## [Description of the task]
Look below for the line that contains "let (user_tx, mut", then copy it and each following line exactly, through and including the line that contains "pub async fn recv(&mut".

• • •

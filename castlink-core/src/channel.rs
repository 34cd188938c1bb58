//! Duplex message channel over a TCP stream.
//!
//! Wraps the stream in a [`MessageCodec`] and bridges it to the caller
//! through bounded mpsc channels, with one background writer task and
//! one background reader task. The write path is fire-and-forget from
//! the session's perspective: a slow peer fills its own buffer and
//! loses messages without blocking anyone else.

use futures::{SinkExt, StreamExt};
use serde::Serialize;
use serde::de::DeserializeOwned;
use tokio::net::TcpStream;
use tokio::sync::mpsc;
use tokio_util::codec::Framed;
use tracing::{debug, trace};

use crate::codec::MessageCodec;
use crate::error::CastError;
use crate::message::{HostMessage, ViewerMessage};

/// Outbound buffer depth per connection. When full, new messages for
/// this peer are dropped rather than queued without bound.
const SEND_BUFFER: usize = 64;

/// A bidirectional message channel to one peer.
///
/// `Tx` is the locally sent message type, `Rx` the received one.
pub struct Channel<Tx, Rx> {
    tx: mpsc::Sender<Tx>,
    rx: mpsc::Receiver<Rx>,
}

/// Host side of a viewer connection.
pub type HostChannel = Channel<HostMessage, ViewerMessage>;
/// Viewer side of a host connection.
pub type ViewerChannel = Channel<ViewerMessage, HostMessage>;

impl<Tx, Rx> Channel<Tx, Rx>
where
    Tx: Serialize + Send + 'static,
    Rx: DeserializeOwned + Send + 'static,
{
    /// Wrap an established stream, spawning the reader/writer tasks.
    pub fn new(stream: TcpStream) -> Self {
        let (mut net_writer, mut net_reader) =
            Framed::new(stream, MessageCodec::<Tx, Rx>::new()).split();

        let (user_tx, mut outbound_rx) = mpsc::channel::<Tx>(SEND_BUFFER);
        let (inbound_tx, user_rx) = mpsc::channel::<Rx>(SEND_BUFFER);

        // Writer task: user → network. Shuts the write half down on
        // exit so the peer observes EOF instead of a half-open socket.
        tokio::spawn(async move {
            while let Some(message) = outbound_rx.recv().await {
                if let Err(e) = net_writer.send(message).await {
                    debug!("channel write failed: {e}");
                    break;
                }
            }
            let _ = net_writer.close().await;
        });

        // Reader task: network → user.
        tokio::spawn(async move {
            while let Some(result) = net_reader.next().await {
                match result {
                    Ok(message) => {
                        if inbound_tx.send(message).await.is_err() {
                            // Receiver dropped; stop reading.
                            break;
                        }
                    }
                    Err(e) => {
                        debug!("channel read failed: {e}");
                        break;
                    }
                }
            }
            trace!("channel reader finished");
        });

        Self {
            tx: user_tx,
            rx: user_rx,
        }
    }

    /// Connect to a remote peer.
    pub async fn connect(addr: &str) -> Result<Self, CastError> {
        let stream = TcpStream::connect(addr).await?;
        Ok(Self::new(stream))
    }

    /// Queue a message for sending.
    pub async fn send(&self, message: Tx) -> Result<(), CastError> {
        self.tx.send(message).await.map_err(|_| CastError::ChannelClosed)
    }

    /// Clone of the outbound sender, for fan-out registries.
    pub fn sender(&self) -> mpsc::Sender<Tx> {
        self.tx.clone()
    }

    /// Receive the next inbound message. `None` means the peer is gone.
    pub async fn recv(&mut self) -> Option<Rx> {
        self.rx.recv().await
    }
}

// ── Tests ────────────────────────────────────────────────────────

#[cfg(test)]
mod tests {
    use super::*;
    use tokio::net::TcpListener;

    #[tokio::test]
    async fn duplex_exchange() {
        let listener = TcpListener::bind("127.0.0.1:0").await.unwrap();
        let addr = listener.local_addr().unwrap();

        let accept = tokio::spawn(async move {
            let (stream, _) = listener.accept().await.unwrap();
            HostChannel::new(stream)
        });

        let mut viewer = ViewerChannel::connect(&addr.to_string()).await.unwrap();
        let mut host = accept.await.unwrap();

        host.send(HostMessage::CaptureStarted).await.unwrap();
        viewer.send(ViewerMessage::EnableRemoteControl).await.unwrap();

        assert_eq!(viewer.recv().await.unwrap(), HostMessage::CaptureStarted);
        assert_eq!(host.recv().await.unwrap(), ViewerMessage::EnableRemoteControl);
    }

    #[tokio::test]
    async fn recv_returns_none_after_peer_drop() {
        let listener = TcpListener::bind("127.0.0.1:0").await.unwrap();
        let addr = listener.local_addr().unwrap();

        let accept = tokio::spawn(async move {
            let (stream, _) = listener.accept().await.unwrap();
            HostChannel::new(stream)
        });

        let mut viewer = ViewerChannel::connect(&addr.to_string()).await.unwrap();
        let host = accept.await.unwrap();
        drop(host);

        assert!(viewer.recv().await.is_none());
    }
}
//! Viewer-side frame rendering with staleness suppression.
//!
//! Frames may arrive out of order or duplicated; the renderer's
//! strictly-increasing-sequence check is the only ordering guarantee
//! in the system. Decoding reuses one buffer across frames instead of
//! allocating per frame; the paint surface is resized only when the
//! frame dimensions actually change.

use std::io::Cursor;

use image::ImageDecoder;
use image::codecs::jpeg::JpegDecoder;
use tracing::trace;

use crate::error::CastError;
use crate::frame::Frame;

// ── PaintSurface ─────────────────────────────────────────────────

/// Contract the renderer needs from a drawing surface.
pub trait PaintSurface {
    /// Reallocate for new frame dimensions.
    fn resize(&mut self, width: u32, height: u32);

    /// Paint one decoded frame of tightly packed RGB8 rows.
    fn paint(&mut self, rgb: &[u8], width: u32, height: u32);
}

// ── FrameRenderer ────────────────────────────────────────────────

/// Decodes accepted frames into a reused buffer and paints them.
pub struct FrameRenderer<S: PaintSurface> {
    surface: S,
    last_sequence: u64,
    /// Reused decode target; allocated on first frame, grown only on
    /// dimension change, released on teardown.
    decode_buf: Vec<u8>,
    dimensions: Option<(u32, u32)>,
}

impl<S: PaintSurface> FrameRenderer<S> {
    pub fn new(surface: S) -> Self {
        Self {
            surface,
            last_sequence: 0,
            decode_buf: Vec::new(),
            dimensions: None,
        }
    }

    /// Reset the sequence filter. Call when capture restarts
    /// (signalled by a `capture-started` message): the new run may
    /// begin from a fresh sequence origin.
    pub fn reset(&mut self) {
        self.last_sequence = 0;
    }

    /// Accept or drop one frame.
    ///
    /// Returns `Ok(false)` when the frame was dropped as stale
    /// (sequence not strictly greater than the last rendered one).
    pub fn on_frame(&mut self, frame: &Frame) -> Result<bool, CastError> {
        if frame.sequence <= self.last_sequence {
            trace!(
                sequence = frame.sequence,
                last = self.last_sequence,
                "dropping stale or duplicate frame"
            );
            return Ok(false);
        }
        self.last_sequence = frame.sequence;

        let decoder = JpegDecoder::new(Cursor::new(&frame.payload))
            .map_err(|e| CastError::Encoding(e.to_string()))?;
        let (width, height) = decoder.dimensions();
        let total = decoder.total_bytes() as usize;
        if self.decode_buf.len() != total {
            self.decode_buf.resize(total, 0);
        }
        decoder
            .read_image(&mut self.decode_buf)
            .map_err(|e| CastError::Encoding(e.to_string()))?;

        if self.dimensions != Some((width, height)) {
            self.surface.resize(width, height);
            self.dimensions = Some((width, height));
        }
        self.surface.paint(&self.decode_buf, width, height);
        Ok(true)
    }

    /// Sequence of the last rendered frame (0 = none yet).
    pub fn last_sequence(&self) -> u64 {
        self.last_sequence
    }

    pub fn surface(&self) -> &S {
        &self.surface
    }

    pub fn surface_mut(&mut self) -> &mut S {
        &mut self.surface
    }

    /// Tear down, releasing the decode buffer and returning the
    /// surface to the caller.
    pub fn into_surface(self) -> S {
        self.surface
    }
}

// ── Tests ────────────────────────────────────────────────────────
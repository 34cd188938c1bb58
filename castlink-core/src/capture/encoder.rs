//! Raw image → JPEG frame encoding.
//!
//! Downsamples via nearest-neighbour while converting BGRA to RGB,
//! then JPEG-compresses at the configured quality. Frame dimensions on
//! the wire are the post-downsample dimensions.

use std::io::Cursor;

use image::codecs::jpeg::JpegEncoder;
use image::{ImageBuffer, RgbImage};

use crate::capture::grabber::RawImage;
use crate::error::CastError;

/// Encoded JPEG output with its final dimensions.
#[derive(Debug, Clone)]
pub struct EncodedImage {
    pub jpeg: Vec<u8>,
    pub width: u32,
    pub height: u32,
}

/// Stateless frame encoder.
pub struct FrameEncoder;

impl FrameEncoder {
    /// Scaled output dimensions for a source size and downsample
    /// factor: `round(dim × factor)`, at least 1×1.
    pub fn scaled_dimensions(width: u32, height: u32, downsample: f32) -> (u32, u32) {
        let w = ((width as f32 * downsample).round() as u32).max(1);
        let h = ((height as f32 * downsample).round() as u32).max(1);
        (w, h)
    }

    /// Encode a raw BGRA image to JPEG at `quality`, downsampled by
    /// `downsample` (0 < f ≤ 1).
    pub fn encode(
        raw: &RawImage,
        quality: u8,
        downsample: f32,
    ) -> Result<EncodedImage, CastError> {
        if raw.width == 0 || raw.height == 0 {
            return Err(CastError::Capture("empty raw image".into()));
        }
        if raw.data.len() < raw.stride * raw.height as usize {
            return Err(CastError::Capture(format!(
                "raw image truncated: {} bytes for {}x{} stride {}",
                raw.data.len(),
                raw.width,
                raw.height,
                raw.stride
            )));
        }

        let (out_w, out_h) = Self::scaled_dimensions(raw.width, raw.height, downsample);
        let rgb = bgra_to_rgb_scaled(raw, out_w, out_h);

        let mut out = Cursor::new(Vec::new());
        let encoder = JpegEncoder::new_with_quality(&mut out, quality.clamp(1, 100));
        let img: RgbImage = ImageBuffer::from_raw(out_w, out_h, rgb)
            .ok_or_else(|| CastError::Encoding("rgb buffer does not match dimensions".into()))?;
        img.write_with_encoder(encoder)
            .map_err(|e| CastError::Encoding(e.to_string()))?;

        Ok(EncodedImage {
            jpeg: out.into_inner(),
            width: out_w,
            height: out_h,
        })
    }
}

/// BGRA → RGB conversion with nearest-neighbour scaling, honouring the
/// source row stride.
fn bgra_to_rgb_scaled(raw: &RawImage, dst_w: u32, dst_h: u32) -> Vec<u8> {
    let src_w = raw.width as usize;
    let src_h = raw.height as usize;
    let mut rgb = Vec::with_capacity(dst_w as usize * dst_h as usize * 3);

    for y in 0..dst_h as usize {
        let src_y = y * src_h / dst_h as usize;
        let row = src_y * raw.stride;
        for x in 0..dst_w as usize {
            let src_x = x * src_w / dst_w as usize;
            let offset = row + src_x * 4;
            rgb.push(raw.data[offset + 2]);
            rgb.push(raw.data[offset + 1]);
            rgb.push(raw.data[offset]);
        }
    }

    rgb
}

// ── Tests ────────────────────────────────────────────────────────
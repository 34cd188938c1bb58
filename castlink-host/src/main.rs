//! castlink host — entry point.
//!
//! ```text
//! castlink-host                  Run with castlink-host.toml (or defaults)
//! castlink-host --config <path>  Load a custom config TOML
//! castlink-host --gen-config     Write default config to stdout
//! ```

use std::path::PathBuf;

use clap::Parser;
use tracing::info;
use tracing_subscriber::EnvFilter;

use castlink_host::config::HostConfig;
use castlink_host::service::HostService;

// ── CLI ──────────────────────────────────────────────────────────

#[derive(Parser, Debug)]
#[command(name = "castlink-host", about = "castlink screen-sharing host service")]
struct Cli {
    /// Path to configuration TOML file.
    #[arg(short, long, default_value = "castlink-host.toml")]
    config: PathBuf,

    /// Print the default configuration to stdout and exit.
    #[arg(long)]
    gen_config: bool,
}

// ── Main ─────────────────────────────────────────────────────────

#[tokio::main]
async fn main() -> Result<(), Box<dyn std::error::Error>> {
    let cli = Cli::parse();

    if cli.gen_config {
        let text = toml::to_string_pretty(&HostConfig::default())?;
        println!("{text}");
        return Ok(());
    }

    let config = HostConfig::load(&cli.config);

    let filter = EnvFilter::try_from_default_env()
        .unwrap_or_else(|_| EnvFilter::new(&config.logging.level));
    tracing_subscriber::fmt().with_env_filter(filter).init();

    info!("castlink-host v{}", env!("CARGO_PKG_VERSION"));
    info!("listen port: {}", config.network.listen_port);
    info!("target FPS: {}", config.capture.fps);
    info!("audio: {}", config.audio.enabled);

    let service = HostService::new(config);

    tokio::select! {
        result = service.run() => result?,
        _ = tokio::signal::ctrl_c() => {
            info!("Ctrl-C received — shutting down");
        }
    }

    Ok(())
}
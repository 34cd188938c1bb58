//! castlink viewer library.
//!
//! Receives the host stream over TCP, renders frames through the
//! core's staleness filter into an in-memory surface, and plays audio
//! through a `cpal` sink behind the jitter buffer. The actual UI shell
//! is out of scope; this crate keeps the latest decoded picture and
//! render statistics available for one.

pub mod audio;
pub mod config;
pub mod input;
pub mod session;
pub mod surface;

• • •

## [Answer to the exercise]
        let (user_tx, mut outbound_rx) = mpsc::channel::<Tx>(SEND_BUFFER);
        let (inbound_tx, user_rx) = mpsc::channel::<Rx>(SEND_BUFFER);

        // Writer task: user → network. Shuts the write half down on
        // exit so the peer observes EOF instead of a half-open socket.
        tokio::spawn(async move {
            while let Some(message) = outbound_rx.recv().await {
                if let Err(e) = net_writer.send(message).await {
                    debug!("channel write failed: {e}");
                    break;
                }
            }
            let _ = net_writer.close().await;
        });

        // Reader task: network → user.
        tokio::spawn(async move {
            while let Some(result) = net_reader.next().await {
                match result {
                    Ok(message) => {
                        if inbound_tx.send(message).await.is_err() {
                            // Receiver dropped; stop reading.
                            break;
                        }
                    }
                    Err(e) => {
                        debug!("channel read failed: {e}");
                        break;
                    }
                }
            }
            trace!("channel reader finished");
        });

        Self {
            tx: user_tx,
            rx: user_rx,
        }
    }

    /// Connect to a remote peer.
    pub async fn connect(addr: &str) -> Result<Self, CastError> {
        let stream = TcpStream::connect(addr).await?;
        Ok(Self::new(stream))
    }

    /// Queue a message for sending.
    pub async fn send(&self, message: Tx) -> Result<(), CastError> {
        self.tx.send(message).await.map_err(|_| CastError::ChannelClosed)
    }

    /// Clone of the outbound sender, for fan-out registries.
    pub fn sender(&self) -> mpsc::Sender<Tx> {
        self.tx.clone()
    }

    /// Receive the next inbound message. `None` means the peer is gone.
    pub async fn recv(&mut self) -> Option<Rx> {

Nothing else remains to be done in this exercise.